▶ _What is expected_
If a line in the data contains "impl", copy it out.

▶ _Provided records_
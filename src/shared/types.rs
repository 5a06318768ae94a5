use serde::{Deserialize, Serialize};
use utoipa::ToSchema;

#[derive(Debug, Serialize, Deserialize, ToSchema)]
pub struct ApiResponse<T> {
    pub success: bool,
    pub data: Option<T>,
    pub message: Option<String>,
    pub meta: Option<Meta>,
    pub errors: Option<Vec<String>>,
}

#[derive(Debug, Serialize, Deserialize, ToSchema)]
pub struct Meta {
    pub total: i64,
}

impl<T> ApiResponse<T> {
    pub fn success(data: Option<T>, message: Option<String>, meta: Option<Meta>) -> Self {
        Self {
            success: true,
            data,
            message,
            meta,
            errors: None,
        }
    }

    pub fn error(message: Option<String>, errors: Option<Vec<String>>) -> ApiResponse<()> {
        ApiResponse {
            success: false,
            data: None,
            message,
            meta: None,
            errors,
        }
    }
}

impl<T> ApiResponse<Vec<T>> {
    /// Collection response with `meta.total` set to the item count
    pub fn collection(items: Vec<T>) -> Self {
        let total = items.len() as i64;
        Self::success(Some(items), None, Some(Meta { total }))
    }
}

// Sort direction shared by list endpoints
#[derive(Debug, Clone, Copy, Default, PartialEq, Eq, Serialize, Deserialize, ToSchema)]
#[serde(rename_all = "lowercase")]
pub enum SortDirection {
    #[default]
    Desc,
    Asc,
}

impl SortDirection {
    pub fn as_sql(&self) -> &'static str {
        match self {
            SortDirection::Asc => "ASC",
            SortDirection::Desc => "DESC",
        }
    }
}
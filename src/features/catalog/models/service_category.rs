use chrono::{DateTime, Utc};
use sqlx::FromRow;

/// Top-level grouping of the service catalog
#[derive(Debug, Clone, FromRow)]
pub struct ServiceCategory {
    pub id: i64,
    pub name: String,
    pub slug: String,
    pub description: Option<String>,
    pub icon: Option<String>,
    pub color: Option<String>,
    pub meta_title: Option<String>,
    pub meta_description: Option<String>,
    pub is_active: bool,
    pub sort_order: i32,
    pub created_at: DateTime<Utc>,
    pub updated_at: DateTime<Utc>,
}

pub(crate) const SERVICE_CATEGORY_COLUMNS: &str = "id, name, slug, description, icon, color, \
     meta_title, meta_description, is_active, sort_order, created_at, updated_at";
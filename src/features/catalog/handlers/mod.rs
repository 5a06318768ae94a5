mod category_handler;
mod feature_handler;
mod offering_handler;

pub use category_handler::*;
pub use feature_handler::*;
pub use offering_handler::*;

--

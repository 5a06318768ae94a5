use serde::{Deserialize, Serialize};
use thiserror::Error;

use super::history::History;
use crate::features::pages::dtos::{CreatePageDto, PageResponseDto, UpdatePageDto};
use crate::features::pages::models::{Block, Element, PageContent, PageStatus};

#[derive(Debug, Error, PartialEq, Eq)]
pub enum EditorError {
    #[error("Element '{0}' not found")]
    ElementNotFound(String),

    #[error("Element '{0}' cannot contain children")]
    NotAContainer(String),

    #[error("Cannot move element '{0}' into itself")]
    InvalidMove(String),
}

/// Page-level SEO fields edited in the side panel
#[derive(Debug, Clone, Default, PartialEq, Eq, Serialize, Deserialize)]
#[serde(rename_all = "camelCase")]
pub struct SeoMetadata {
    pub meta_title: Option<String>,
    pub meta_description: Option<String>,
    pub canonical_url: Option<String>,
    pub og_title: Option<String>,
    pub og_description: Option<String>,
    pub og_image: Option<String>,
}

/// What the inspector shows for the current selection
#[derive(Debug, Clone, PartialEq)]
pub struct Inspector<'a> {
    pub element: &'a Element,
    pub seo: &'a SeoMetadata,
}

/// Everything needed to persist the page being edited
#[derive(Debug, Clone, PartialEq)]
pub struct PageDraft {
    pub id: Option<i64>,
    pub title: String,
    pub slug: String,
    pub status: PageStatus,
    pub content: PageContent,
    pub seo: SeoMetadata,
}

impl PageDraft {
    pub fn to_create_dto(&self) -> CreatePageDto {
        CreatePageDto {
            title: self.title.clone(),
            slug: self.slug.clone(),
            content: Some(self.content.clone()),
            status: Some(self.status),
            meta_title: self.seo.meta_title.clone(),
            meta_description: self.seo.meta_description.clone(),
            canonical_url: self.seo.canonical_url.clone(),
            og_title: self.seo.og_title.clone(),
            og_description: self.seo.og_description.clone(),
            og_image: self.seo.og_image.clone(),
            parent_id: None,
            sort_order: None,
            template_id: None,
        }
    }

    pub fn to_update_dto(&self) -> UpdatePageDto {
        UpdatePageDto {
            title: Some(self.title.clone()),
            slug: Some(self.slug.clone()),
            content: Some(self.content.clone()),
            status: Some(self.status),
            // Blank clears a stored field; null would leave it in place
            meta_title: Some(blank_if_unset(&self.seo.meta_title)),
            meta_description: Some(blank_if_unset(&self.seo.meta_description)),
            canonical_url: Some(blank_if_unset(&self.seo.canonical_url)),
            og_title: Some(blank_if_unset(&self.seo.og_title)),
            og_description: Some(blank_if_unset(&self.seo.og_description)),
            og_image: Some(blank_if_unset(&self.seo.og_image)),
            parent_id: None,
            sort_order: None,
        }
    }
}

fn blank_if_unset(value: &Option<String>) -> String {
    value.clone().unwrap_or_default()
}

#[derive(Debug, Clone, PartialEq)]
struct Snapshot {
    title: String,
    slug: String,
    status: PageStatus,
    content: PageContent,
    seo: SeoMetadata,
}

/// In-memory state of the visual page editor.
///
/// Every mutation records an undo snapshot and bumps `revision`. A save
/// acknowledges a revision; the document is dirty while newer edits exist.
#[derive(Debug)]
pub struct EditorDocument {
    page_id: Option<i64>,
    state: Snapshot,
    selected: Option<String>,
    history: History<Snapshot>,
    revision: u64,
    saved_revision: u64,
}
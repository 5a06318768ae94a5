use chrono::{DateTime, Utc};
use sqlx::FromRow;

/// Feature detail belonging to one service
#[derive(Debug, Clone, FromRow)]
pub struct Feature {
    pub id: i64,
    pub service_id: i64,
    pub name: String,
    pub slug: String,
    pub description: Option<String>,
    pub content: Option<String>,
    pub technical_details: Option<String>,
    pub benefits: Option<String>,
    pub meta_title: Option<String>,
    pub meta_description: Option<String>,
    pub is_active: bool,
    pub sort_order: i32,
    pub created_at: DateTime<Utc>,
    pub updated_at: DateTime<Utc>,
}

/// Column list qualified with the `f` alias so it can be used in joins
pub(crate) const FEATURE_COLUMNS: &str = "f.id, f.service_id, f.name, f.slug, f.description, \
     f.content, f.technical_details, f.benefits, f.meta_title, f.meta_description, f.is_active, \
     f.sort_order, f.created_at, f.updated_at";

---

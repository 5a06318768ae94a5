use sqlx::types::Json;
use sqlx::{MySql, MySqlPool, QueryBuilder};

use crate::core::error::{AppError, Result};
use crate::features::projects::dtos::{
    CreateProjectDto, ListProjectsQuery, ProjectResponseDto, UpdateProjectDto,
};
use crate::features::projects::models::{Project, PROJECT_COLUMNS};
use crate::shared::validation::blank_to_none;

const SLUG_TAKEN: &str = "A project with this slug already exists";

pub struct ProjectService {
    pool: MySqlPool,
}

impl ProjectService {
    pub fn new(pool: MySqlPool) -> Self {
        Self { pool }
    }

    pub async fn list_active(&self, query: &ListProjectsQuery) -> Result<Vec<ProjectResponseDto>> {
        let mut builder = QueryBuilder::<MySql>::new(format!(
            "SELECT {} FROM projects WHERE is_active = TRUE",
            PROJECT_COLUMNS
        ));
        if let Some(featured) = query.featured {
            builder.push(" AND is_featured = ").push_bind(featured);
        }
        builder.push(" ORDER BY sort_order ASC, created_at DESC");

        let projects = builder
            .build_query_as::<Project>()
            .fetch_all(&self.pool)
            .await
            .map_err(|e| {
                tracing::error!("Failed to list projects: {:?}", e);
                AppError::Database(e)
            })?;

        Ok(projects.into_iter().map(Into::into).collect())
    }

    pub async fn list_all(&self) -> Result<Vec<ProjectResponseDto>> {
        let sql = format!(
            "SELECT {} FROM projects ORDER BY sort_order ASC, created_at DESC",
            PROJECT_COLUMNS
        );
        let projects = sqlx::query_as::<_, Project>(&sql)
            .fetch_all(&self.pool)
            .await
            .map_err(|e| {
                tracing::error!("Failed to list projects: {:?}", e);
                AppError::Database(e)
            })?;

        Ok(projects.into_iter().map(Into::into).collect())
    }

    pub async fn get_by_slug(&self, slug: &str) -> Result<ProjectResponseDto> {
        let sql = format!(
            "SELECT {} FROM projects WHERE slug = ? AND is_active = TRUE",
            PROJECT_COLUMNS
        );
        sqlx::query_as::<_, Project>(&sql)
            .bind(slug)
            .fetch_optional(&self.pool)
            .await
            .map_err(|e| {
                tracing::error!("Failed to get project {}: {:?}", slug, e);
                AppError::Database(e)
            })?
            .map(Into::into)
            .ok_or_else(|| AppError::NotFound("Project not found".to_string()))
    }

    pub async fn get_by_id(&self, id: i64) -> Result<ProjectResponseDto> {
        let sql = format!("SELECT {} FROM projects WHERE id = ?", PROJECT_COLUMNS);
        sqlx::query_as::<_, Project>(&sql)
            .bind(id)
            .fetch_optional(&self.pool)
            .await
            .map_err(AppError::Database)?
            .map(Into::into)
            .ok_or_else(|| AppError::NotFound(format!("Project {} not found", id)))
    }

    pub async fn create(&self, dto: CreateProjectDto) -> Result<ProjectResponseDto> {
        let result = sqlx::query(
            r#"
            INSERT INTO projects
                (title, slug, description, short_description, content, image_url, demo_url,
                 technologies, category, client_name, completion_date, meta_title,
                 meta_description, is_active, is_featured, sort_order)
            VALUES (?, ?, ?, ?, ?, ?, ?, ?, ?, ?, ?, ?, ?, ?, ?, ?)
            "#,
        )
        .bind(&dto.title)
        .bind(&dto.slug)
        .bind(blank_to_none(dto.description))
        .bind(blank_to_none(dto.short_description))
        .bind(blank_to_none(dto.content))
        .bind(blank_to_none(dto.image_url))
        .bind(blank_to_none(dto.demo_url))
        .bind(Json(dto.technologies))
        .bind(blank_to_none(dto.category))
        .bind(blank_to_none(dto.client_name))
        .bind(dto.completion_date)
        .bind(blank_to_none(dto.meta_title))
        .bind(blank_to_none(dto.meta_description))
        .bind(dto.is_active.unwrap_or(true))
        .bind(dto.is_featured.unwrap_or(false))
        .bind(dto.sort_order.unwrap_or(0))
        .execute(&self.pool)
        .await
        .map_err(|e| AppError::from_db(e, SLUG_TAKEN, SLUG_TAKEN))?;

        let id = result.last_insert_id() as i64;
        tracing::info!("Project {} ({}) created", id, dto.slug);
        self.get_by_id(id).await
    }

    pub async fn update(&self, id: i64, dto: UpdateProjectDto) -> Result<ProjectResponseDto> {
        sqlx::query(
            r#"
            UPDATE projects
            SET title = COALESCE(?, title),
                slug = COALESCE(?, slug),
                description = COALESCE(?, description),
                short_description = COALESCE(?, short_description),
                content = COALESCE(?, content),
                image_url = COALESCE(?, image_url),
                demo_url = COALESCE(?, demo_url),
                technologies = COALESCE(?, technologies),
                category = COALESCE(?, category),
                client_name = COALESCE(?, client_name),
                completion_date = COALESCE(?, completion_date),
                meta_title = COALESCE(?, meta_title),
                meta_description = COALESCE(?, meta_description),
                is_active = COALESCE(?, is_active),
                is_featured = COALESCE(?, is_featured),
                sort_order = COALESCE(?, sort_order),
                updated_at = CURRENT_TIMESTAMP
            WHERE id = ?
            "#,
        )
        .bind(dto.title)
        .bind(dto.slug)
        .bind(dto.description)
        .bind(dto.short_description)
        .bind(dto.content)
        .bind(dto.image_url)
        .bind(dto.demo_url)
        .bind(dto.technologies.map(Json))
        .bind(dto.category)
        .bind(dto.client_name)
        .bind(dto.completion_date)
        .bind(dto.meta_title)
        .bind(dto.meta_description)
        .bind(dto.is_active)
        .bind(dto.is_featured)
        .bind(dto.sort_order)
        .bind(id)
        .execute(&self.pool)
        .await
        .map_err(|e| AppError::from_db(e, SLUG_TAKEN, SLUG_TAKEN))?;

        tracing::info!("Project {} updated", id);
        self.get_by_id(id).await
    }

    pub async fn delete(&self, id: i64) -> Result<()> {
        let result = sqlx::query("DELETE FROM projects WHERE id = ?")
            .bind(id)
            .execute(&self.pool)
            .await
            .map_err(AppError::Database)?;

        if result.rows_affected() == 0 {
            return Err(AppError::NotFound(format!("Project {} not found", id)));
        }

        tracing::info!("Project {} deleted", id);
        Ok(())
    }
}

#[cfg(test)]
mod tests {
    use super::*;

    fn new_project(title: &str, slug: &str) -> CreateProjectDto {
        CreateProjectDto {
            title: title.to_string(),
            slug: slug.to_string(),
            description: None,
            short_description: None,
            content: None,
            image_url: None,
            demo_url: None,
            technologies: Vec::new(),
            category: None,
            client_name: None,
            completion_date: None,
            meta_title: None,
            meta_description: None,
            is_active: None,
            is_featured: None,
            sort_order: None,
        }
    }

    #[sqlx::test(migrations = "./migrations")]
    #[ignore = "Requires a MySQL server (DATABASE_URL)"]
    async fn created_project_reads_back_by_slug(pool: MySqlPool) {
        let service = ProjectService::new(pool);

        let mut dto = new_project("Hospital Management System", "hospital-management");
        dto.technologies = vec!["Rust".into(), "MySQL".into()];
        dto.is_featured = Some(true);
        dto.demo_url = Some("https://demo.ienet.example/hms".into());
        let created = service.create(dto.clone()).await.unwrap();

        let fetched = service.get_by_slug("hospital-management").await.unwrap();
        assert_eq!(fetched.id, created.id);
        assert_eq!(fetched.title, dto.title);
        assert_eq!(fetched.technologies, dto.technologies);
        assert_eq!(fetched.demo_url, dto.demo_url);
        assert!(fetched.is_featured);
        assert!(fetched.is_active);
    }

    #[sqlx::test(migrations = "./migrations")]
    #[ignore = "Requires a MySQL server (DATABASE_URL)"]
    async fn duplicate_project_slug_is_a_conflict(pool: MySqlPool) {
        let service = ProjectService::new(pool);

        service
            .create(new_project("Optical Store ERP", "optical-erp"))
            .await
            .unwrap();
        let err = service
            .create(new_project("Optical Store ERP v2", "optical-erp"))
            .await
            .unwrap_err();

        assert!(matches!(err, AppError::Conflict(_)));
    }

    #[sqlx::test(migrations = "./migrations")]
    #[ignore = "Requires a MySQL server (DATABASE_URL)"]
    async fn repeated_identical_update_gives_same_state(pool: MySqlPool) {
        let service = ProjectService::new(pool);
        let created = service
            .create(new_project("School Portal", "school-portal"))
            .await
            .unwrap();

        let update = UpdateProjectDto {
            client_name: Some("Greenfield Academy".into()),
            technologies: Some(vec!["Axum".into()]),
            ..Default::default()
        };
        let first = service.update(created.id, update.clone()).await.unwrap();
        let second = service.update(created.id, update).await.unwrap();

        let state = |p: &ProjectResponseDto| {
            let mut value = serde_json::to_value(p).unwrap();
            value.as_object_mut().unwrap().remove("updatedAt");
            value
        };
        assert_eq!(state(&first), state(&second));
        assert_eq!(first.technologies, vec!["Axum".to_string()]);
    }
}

▶ _Answer box_
impl<T> ApiResponse<T> {
impl<T> ApiResponse<Vec<T>> {
impl SortDirection {
impl PageDraft {
impl ProjectService {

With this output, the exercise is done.